The preferred option
As per a report from BAC, this week, high-yield global funds reported $760M of inflows while United States’ investment-grade funds reported an outflow of $320M. On July 9, the finance unit of GE Capital’s sold $900M of 2-year, floating-rate notes, to yield 38 basis-points in excess of the 3-month London Interbank-offered rate and $1.35B of floaters which are due in July 2016. This will pay a relative-yield of 65 basis-points. The financial and technology services provider’s $1.25B of 1.5%, 3-year debt yielded 83 basis-points more than other similar-maturity Treasuries.
Unfair judgment
While GE tides over one current, it has to face another one.
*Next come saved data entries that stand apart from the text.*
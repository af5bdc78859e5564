//! GitHub API error detection and classification
//!
//! Turns octocrab errors into `RepokitError` variants with actionable
//! guidance. Nothing here retries or recovers; the classified error is
//! reported and the process exits.

use once_cell::sync::Lazy;
use regex::Regex;

use crate::error::RepokitError;

/// Extracts the organization from an SSO authorization URL
static SSO_ORG_PATTERN: Lazy<Regex> = Lazy::new(|| {
    Regex::new(r"/orgs/([A-Za-z0-9][A-Za-z0-9-]*)/sso")
        .expect("Invalid regex pattern for SSO organization detection")
});

/// Classifies an octocrab error into a more specific RepokitError if possible
///
/// API failures are classified by status code and message; transport and
/// decoding failures become a generic `GitHubApi` error.
pub fn classify_github_error(err: octocrab::Error) -> RepokitError {
    match err {
        octocrab::Error::GitHub { source, .. } => {
            let details: Vec<String> = source
                .errors
                .as_ref()
                .map(|errors| errors.iter().filter_map(error_detail).collect())
                .unwrap_or_default();
            let mut context = source.message.clone();
            if let Some(url) = &source.documentation_url {
                context.push(' ');
                context.push_str(url);
            }
            classify_api_failure(source.status_code.as_u16(), &context, &details)
        }
        // Display only returns a short label for most variants
        other => RepokitError::GitHubApi(format!("{:?}", other)),
    }
}

/// Classify a failed API response from its status code, message and details
pub fn classify_api_failure(status: u16, message: &str, details: &[String]) -> RepokitError {
    match status {
        401 => RepokitError::AuthenticationFailed(message.to_string()),
        403 if is_rate_limit_error(message) => RepokitError::RateLimited,
        403 if is_sso_error(message) => RepokitError::SsoRequired {
            org: extract_sso_org(message).unwrap_or_else(|| "this organization".to_string()),
        },
        429 => RepokitError::RateLimited,
        404 => RepokitError::NotFound(message.to_string()),
        422 => {
            if details.iter().any(|d| d.contains("already exists")) {
                return RepokitError::RepositoryExists;
            }
            if details.is_empty() {
                RepokitError::Validation(message.to_string())
            } else {
                RepokitError::Validation(format!("{} ({})", message, details.join("; ")))
            }
        }
        _ => RepokitError::GitHubApi(format!("{} (HTTP {})", message, status)),
    }
}

/// Pull a readable string out of one entry of GitHub's `errors` array
fn error_detail(value: &serde_json::Value) -> Option<String> {
    if let Some(s) = value.as_str() {
        return Some(s.to_string());
    }
    if let Some(message) = value.get("message").and_then(|m| m.as_str()) {
        return Some(message.to_string());
    }
    let field = value.get("field").and_then(|f| f.as_str());
    let code = value.get("code").and_then(|c| c.as_str());
    match (field, code) {
        (Some(field), Some(code)) => Some(format!("{}: {}", field, code)),
        (None, Some(code)) => Some(code.to_string()),
        _ => None,
    }
}

/// Check if error is a rate limit error
fn is_rate_limit_error(error_message: &str) -> bool {
    let lower = error_message.to_lowercase();
    lower.contains("rate limit") || lower.contains("limit exceeded")
}

/// Check if error is a SAML single sign-on enforcement error
fn is_sso_error(error_message: &str) -> bool {
    error_message.contains("SAML enforcement") || error_message.contains("/sso")
}

fn extract_sso_org(error_message: &str) -> Option<String> {
    SSO_ORG_PATTERN
        .captures(error_message)
        .and_then(|caps| caps.get(1))
        .map(|m| m.as_str().to_string())
}

#[cfg(test)]
mod tests {
    use super::*;

    #[test]
    fn test_rate_limit_detection() {
        assert!(is_rate_limit_error("API rate limit exceeded for user ID 1."));
        assert!(is_rate_limit_error("You have exceeded a secondary rate limit"));
        assert!(!is_rate_limit_error("Must have admin rights to Repository."));
    }

    #[test]
    fn test_classify_rate_limit() {
        let err = classify_api_failure(403, "API rate limit exceeded", &[]);
        assert!(matches!(err, RepokitError::RateLimited));
        assert!(matches!(
            classify_api_failure(429, "Too many requests", &[]),
            RepokitError::RateLimited
        ));
    }

    #[test]
    fn test_classify_sso_with_org() {
        let msg = "Resource protected by organization SAML enforcement. https://github.com/orgs/acme-corp/sso?authorization_request=abc";
        match classify_api_failure(403, msg, &[]) {
            RepokitError::SsoRequired { org } => assert_eq!(org, "acme-corp"),
            other => panic!("unexpected {:?}", other),
        }
    }

    #[test]
    fn test_classify_sso_without_org() {
        let msg = "Resource protected by organization SAML enforcement. You must grant your Personal Access token access to this organization.";
        match classify_api_failure(403, msg, &[]) {
            RepokitError::SsoRequired { org } => assert_eq!(org, "this organization"),
            other => panic!("unexpected {:?}", other),
        }
    }

    #[test]
    fn test_plain_forbidden_is_generic() {
        let err = classify_api_failure(403, "Must have admin rights to Repository.", &[]);
        assert!(matches!(err, RepokitError::GitHubApi(msg) if msg.contains("HTTP 403")));
    }

    #[test]
    fn test_classify_not_found_and_auth() {
        assert!(matches!(
            classify_api_failure(404, "Not Found", &[]),
            RepokitError::NotFound(_)
        ));
        assert!(matches!(
            classify_api_failure(401, "Bad credentials", &[]),
            RepokitError::AuthenticationFailed(_)
        ));
    }

    #[test]
    fn test_classify_validation_details() {
        let details = vec!["description: invalid".to_string()];
        match classify_api_failure(422, "Validation Failed", &details) {
            RepokitError::Validation(msg) => {
                assert_eq!(msg, "Validation Failed (description: invalid)")
            }
            other => panic!("unexpected {:?}", other),
        }
    }

    #[test]
    fn test_classify_already_exists() {
        let details = vec!["name already exists on this account".to_string()];
        assert!(matches!(
            classify_api_failure(422, "Repository creation failed.", &details),
            RepokitError::RepositoryExists
        ));
    }

    #[test]
    fn test_error_detail_shapes() {
        let with_message = serde_json::json!({
            "resource": "Repository",
            "code": "custom",
            "field": "name",
            "message": "name already exists on this account"
        });
        assert_eq!(
            error_detail(&with_message).as_deref(),
            Some("name already exists on this account")
        );

        let field_code = serde_json::json!({ "resource": "Repository", "field": "name", "code": "missing_field" });
        assert_eq!(error_detail(&field_code).as_deref(), Some("name: missing_field"));

        assert_eq!(
            error_detail(&serde_json::json!("plain")).as_deref(),
            Some("plain")
        );
        assert_eq!(error_detail(&serde_json::json!({})), None);
    }
}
Just a couple of days ago the Financial Stability Oversight Council of the Treasury announced that they have designated GE’s GE Capital and AIG as the first two, non-bank financial institutions that they consider are potentially harmful to the economy of the United States. What is disconcerting is the fact that the council has not examined the real financial stability of either of these two companies. What is yet to be seen is whether GE will be able to edge itself out of this one.